From the front of the white house, you feel like you’re in a typical suburban neighborhood, but when you walk toward the backyard it becomes something else. The open, unfenced yard sprawls over more than an acre. It’s winter, but the yard still glistens with the green of its past and future…or maybe it’s just Scott’s happy energy that makes it feel that way.
He shows me the playground he built for his kids, and to the right of that is the playground, or rather, feeding ground, he built for the blue jays, cardinals, raccoons, squirrels, skunks, and bunnies. There are feeders on the ground and suspended above ground, filled with sunflower seeds, peanuts, safflower seeds, corn, and suet. And in front of each feeder is a live camera set up to capture it all, 24/7, rain or shine (or snow).
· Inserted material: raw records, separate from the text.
use std::{fmt, net::IpAddr};

use typeshare::typeshare;
use url::{Host, Url};

use crate::WebauthnError;

#[cfg(doc)]
use crate::Client;

#[cfg(test)]
mod tests;

/// Decides whether a domain is a public suffix, such as `com` or `co.uk`.
///
/// No list is bundled. Hosts plug in whichever public suffix list they already ship; any
/// `Fn(&str) -> bool` works.
pub trait PublicSuffix: Send + Sync {
    /// Whether `domain`, already lowercase ASCII, is a public suffix.
    fn is_public_suffix(&self, domain: &str) -> bool;
}

impl<F> PublicSuffix for F
where
    F: Fn(&str) -> bool + Send + Sync,
{
    fn is_public_suffix(&self, domain: &str) -> bool {
        self(domain)
    }
}

/// Why an RP ID was rejected for an origin.
#[typeshare]
#[derive(Debug, Clone, Copy, PartialEq, Eq, serde::Serialize, strum::AsRefStr)]
pub enum RpIdRejection {
    /// The origin is not a URL with a host.
    InvalidOrigin,
    /// The origin is not a secure context.
    InsecureOrigin,
    /// The RP ID is not a bare host name.
    InvalidRpId,
    /// The origin is an IP address and the RP ID is something else.
    IpAddressMismatch,
    /// The RP ID is an IP address but the origin is a domain.
    IpAddressForDomain,
    /// The origin is neither the RP ID nor one of its subdomains.
    OriginRpMismatch,
    /// The RP ID is a public suffix.
    PublicSuffix,
}

impl fmt::Display for RpIdRejection {
    fn fmt(&self, f: &mut fmt::Formatter<'_>) -> fmt::Result {
        let msg = match self {
            Self::InvalidOrigin => "the origin has no valid host",
            Self::InsecureOrigin => "the origin is not a secure context",
            Self::InvalidRpId => "the RP ID is not a valid host",
            Self::IpAddressMismatch => "an IP address origin requires an identical RP ID",
            Self::IpAddressForDomain => "an IP address RP ID requires an IP address origin",
            Self::OriginRpMismatch => "the origin is not within the RP ID",
            Self::PublicSuffix => "the RP ID is a public suffix",
        };
        f.write_str(msg)
    }
}

/// The result of [`RpIdVerifier::validate`].
#[derive(Debug, Clone, PartialEq, Eq)]
pub enum RpIdValidation {
    /// The RP ID may be used by the origin.
    Ok {
        /// The normalized RP ID.
        rp_id: String,
    },
    /// The RP ID must not be used by the origin.
    Fail {
        /// The normalized RP ID, or the raw input if it never got that far.
        rp_id: String,
        /// Why it was rejected.
        reason: RpIdRejection,
    },
}

impl RpIdValidation {
    /// Whether the RP ID was accepted.
    pub fn is_ok(&self) -> bool {
        matches!(self, Self::Ok { .. })
    }

    /// The accepted RP ID or the error to report.
    pub fn into_result(self) -> Result<String, WebauthnError> {
        match self {
            Self::Ok { rp_id } => Ok(rp_id),
            Self::Fail { reason, .. } => Err(WebauthnError::RpIdRejected(reason)),
        }
    }
}

/// Wrapper struct for verifying that a given RpId matches the request's origin.
///
/// While most cases should not use this type directly and instead use [`Client`], there are some
/// cases that warrant the need for checking an RpId in the same way that the client does, but without
/// the rest of pieces that the client needs.
pub struct RpIdVerifier {
    public_suffix: Option<Box<dyn PublicSuffix>>,
    allows_insecure_localhost: bool,
}

impl Default for RpIdVerifier {
    fn default() -> Self {
        Self::new()
    }
}

impl fmt::Debug for RpIdVerifier {
    fn fmt(&self, f: &mut fmt::Formatter<'_>) -> fmt::Result {
        f.debug_struct("RpIdVerifier")
            .field("public_suffix", &self.public_suffix.is_some())
            .field("allows_insecure_localhost", &self.allows_insecure_localhost)
            .finish()
    }
}

impl RpIdVerifier {
    /// Create a verifier without a public suffix list that accepts insecure localhost origins.
    pub fn new() -> Self {
        Self {
            public_suffix: None,
            allows_insecure_localhost: true,
        }
    }

    /// Allows `http://localhost` and `http://` IP literal origins.
    pub fn allows_insecure_localhost(mut self, is_allowed: bool) -> Self {
        self.allows_insecure_localhost = is_allowed;
        self
    }

    /// Use `public_suffix` to reject RP IDs that are public suffixes.
    ///
    /// Without one, any RP ID without a dot other than `localhost` is rejected. This is stricter
    /// than a real list for single label intranet names and more lenient for multi label suffixes
    /// such as `co.uk`.
    pub fn with_public_suffix(mut self, public_suffix: impl PublicSuffix + 'static) -> Self {
        self.public_suffix = Some(Box::new(public_suffix));
        self
    }

    /// Parse the given Relying Party Id and verify it against the origin of the request.
    ///
    /// This follows the steps defined in: <https://html.spec.whatwg.org/multipage/browsers.html#is-a-registrable-domain-suffix-of-or-is-equal-to>
    /// with the public suffix check delegated to the configured [`PublicSuffix`].
    pub fn validate(&self, origin: &str, rp_id: Option<&str>) -> RpIdValidation {
        let raw_rp_id = rp_id.unwrap_or_default();
        let fail = |rp_id: &str, reason: RpIdRejection| {
            log::debug!("Rejecting RP ID {rp_id:?} for {origin:?}: {reason}");
            RpIdValidation::Fail {
                rp_id: rp_id.to_owned(),
                reason,
            }
        };

        let Ok(url) = Url::parse(origin) else {
            return fail(raw_rp_id, RpIdRejection::InvalidOrigin);
        };
        let (host, origin_is_ip) = match url.host() {
            Some(Host::Domain(domain)) => (normalize_host(domain), false),
            Some(Host::Ipv4(ip)) => (ip.to_string(), true),
            Some(Host::Ipv6(ip)) => (ip.to_string(), true),
            None => return fail(raw_rp_id, RpIdRejection::InvalidOrigin),
        };
        if host.is_empty() {
            return fail(raw_rp_id, RpIdRejection::InvalidOrigin);
        }

        if !self.is_secure_context(url.scheme(), &host, origin_is_ip) {
            return fail(raw_rp_id, RpIdRejection::InsecureOrigin);
        }

        let rp_id = match rp_id {
            Some(rp_id) => normalize_host(rp_id),
            None => host.clone(),
        };

        if !is_bare_host(&rp_id) {
            return fail(&rp_id, RpIdRejection::InvalidRpId);
        }

        // IP literals never take part in suffix matching
        if origin_is_ip {
            return if rp_id == host {
                RpIdValidation::Ok { rp_id }
            } else {
                fail(&rp_id, RpIdRejection::IpAddressMismatch)
            };
        }
        if rp_id.parse::<IpAddr>().is_ok() {
            return fail(&rp_id, RpIdRejection::IpAddressForDomain);
        }

        let is_same_or_subdomain = host == rp_id
            || host
                .strip_suffix(rp_id.as_str())
                .is_some_and(|prefix| prefix.ends_with('.'));
        if !is_same_or_subdomain {
            return fail(&rp_id, RpIdRejection::OriginRpMismatch);
        }

        if self.is_public_suffix(&rp_id) {
            return fail(&rp_id, RpIdRejection::PublicSuffix);
        }

        RpIdValidation::Ok { rp_id }
    }

    /// Like [`Self::validate`], returning the effective RP ID or a [`WebauthnError`].
    pub fn assert_domain(
        &self,
        origin: &str,
        rp_id: Option<&str>,
    ) -> Result<String, WebauthnError> {
        self.validate(origin, rp_id).into_result()
    }

    /// Parse a given Relying Party ID and assert that it is valid to act as such.
    ///
    /// This method is only to assert that an RP ID passes the required checks.
    /// In order to ensure that a request's origin is in accordance with it's claimed RP ID,
    /// [`Self::validate`] should be used.
    ///
    /// An RP ID must be a bare host and must not be a public suffix, since that would allow it to
    /// act as a credential for unrelated services by other entities.
    pub fn is_valid_rp_id(&self, rp_id: &str) -> bool {
        let rp_id = normalize_host(rp_id);
        if !is_bare_host(&rp_id) {
            return false;
        }
        rp_id.parse::<IpAddr>().is_ok() || !self.is_public_suffix(&rp_id)
    }

    fn is_secure_context(&self, scheme: &str, host: &str, is_ip: bool) -> bool {
        match scheme {
            "https" | "wss" => true,
            "http" => self.allows_insecure_localhost && (is_ip || host == "localhost"),
            _ => false,
        }
    }

    fn is_public_suffix(&self, rp_id: &str) -> bool {
        if rp_id == "localhost" {
            return false;
        }
        match &self.public_suffix {
            Some(list) => list.is_public_suffix(rp_id),
            None => !rp_id.contains('.'),
        }
    }
}

/// Lowercase, drop a single trailing dot and convert to punycode. Hosts that cannot be converted
/// normalize to the empty string.
fn normalize_host(host: &str) -> String {
    let host = host.to_ascii_lowercase();
    let host = host.strip_suffix('.').unwrap_or(&host);
    idna::domain_to_ascii(host).unwrap_or_default()
}

fn is_bare_host(host: &str) -> bool {
    !host.is_empty() && !host.contains(['/', ':', '@'])
}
And beyond it all is a big open swamp.
Which is where this all started for Scott.
As a kid, he loved being outside, and spent a lot of his time catching frogs in a similar swamp near his childhood home in Ohio. While other kids were selling cups of cool lemonade on suburban streets, he was selling frogs in jars from his own frog stand. “I don’t think anyone ever bought one frog,” he laughs.
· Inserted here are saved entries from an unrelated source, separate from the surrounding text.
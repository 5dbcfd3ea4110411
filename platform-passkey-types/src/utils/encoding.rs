//! Encoding helpers used for every binary member that crosses the host boundary.
//!
//! WebAuthn mandates unpadded `base64url` for the challenge in client data and relying parties
//! expect the same for credential ids and response buffers.

use data_encoding::{Specification, BASE64, BASE64URL, BASE64URL_NOPAD, BASE64_NOPAD};

/// Convert bytes to base64url without padding
pub fn base64url(data: &[u8]) -> String {
    BASE64URL_NOPAD.encode(data)
}

/// Try parsing from base64url with or without padding
pub fn try_from_base64url(input: &str) -> Option<Vec<u8>> {
    let specs = BASE64URL.specification();
    let padding = specs.padding?;
    let specs = Specification {
        check_trailing_bits: false,
        padding: None,
        ..specs
    };
    let encoding = specs.encoding().ok()?;
    let sane_string = input.trim_end_matches(padding);
    encoding.decode(sane_string.as_bytes()).ok()
}

/// Try parsing from standard base64 with or without padding
pub(crate) fn try_from_base64(input: &str) -> Option<Vec<u8>> {
    let padding = BASE64.specification().padding?;
    let sane_string = input.trim_end_matches(padding);
    BASE64_NOPAD.decode(sane_string.as_bytes()).ok()
}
Once, he and his friend found a nest of baby garter snakes and started the “Snake Olympics,” creating obstacle courses for the snakes, even dropping them from the window with plastic bag parachutes to see which snake skydiver would land closest to the target they made on the ground (no snakes were harmed in the Snake Olympics, Scott assures me. They took great care of their athletes).
So when it came time for college, it made sense that Scott majored in biology and got an internship at a zoo. Then the zoo offered him a full-time job in California, a dream come true for a nature and animal-lover.
Except…everyone Scott loved was in Ohio. And though he did love animals and nature, being a zookeeper just didn’t seem like the thing you were “supposed” to do after getting a bachelor’s degree.
The zoo job also didn’t pay a lot, and Scott had a lot of student loans. He took a job in insurance instead.
I just went with the safe route.
But deep down he thought it would be a short-term thing.
That short-term thing turned into 15 years.
“You realize you’ve climbed a ladder you never really wanted to climb.”
Scott appreciated his insurance job – it paid well, he loved the people he worked with, and there was a clear path for advancement. Once he got married and had his first child, the stability was even more ideal.
It was all so good on paper.
So he kept going, kept climbing.
But suddenly you realize you’ve climbed a ladder you never really wanted to climb in the first place. The ladder I wanted was the ladder across the room.
He just knew insurance wasn’t for him. Except, everytime he would think about leaving, he’d get a really good bonus.
And it’s not like he thought his love of nature could help him support a family. Beyond that, he didn’t know what else he’d like to do.
So he kept going on the path he knew would support the people he loved, and eventually opened up his own insurance agency.
But after two years of owning the agency, he thought, “30 more years of this?” He didn’t know what else he could do, but he decided to start exploring other options.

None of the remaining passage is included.